To put it in different terms, if one person robs a bank then its realatively easy to catch and prosecute that person. If 100,000 people rob a bank at the same time (for $10 each I guess) then its pretty difficult to catch anyone involved and almost impossible to catch everyone involved.
This post finally inspired me to try out mullvad, and I wish I did sooner. It's actually really easy, and the way they set things up and writing about how they work is a breath of fresh air.
But the several times I've gone looking for a very privacy-focused (but not horrible performing) vpn, I've usually only found 1 or 2 good options. Most of the consolidation list were never the good options.
So a better question is, "Is consolidation of products you shouldn't buy trouble for you?" Probably not.
While not a VPN, it's the sales of Lastpass and Keybase that really bothered me. Those were losses for the consumer.
Small aside: a VPN which sponsors a few dozen youtube tech videos is probably not one you want.
Depends on the country. If you’re downloading 1TB through an Australia VPN, for example, or Taiwan…. The VPN company is going to throttle you or ask you to pay more. There are many other countries that fit that list.
It's unusual for commercial customers to pay for bandwidth on a per-byte-transferred basis. Instead, it's usually on a peak or percentile bandwidth basis. It's not cheap, but once you shell out for say a gbps of transit you can put a very large number of customers on that. The cost of the bandwidth ends up not being that large of a consideration.
Thanks I see. I pay $10 per month for VPN and then 60$ per month for internet so I guess their magnitude of costs is well over 1/6 lower than what I pay for internet
Apart from legal protection, I’ve found that if you are behind a crappy ISP router, bundling a bunch of Torrent connections in one VPN connection can prevent the router from becoming unstable.
It's effectively the same thing. A properly implemented "kill switch" uses the OS firewall to block everything from using your hardware NIC, except the VPN tunnel itself. The "kill switch" name comes from improperly implemented "feature" that kills processes when your tunnel drops for any reason. This is a trash implementation.
> VPN as a protocol is dying.
VPN is not a protocol, what you're referring to is probably OpenVPN, but there are multiple alternatives. It's even possible to use pure SSH as a VPN.

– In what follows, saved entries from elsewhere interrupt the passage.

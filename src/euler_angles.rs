use crate::num::{degrees, NormalizeAngle, Real};
use core::fmt::{Debug, Formatter};
use nalgebra::Matrix3;
use uniform_array_derive::UniformArray;

/// Roll, pitch and yaw angles of the body with respect to the NED frame.
///
/// The rotation sequence is yaw (ψ, about down), then pitch (θ, about the
/// new east axis), then roll (φ, about the new north axis).
#[derive(UniformArray, Copy, Clone, PartialEq)]
#[cfg_attr(test, ensure_uniform_type::ensure_uniform_type)]
#[repr(C)]
pub struct EulerAngles<T> {
    /// The roll angle, in radians.
    pub roll_phi: T,
    /// The pitch angle, in radians.
    pub pitch_theta: T,
    /// The yaw angle, in radians.
    pub yaw_psi: T,
}

impl<T> EulerAngles<T> {
    /// Initializes a new [`EulerAngles`] instance.
    #[inline(always)]
    pub const fn new(roll_phi: T, pitch_theta: T, yaw_psi: T) -> Self {
        Self {
            roll_phi,
            pitch_theta,
            yaw_psi,
        }
    }
}

impl<T> EulerAngles<T>
where
    T: Real,
{
    /// Wraps all three angles into `(-π, π]`.
    pub fn normalized(&self) -> Self {
        Self::new(
            self.roll_phi.normalize_angle(),
            self.pitch_theta.normalize_angle(),
            self.yaw_psi.normalize_angle(),
        )
    }

    /// Converts the angles from radians to degrees.
    pub fn to_degrees(&self) -> Self {
        Self::new(
            degrees(self.roll_phi),
            degrees(self.pitch_theta),
            degrees(self.yaw_psi),
        )
    }

    /// Resolves the flipped representation that appears after large rotations.
    ///
    /// The angles `(φ, θ, ψ)` and `(φ + π, π − θ, ψ + π)` describe the same
    /// rotation. When both roll and pitch lie within `margin` radians of ±π,
    /// the latter (normalized) representation is returned, bringing roll and
    /// pitch back near zero. Returns `None` when no remapping applies.
    pub fn unflipped(&self, margin: T) -> Option<Self> {
        let threshold = T::pi() - margin;
        if self.roll_phi.abs() < threshold || self.pitch_theta.abs() < threshold {
            return None;
        }

        Some(Self::new(
            (self.roll_phi + T::pi()).normalize_angle(),
            (T::pi() - self.pitch_theta).normalize_angle(),
            (self.yaw_psi + T::pi()).normalize_angle(),
        ))
    }

    /// Builds the body-to-NED rotation matrix of these angles.
    pub fn rotation_matrix(&self) -> Matrix3<T> {
        let (sr, cr) = self.roll_phi.sin_cos();
        let (sp, cp) = self.pitch_theta.sin_cos();
        let (sy, cy) = self.yaw_psi.sin_cos();

        Matrix3::new(
            cp * cy,
            sr * sp * cy - cr * sy,
            cr * sp * cy + sr * sy,
            cp * sy,
            sr * sp * sy + cr * cy,
            cr * sp * sy - sr * cy,
            -sp,
            sr * cp,
            cr * cp,
        )
    }
}

impl<T> Default for EulerAngles<T>
where
    T: Default,
{
    #[inline]
    fn default() -> Self {
        Self::new(Default::default(), Default::default(), Default::default())
    }
}

impl<T> Debug for EulerAngles<T>
where
    T: Debug,
{
    fn fmt(&self, f: &mut Formatter<'_>) -> core::fmt::Result {
        f.debug_tuple("EulerAngles")
            .field(&self.roll_phi)
            .field(&self.pitch_theta)
            .field(&self.yaw_psi)
            .finish()
    }
}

Looking at why someone would want to use a VPN:
- Protection from governments or big businesses: you probably do actual research, not listen to some ad by your favorite gamer
- Protection from scummy ad tracking: Most people still do some research here albeit less carefully. But again, if you’re worried about ad tracking, wouldn’t you worry about a VPN aggressively advertising themselves?
- Access region-locked content: Any VPN works here. This could explain some of the advertising. But still, most VPNs talk a lot about security, and only a small section on region switching. I would imagine if this was the main target audience VPN advertisements would be different.
Are people so gullible that they see an ad for NordVPN, think “oh shit I need to protect my security”, and then buy NordVPN, without questioning at all if it’s worth the money, if there’s an alternative, or why NordVPN advertises on XxGamerClipz? So much that NordVPN makes money off of its ads? And if so, why don’t other companies do this that could better target dumb people?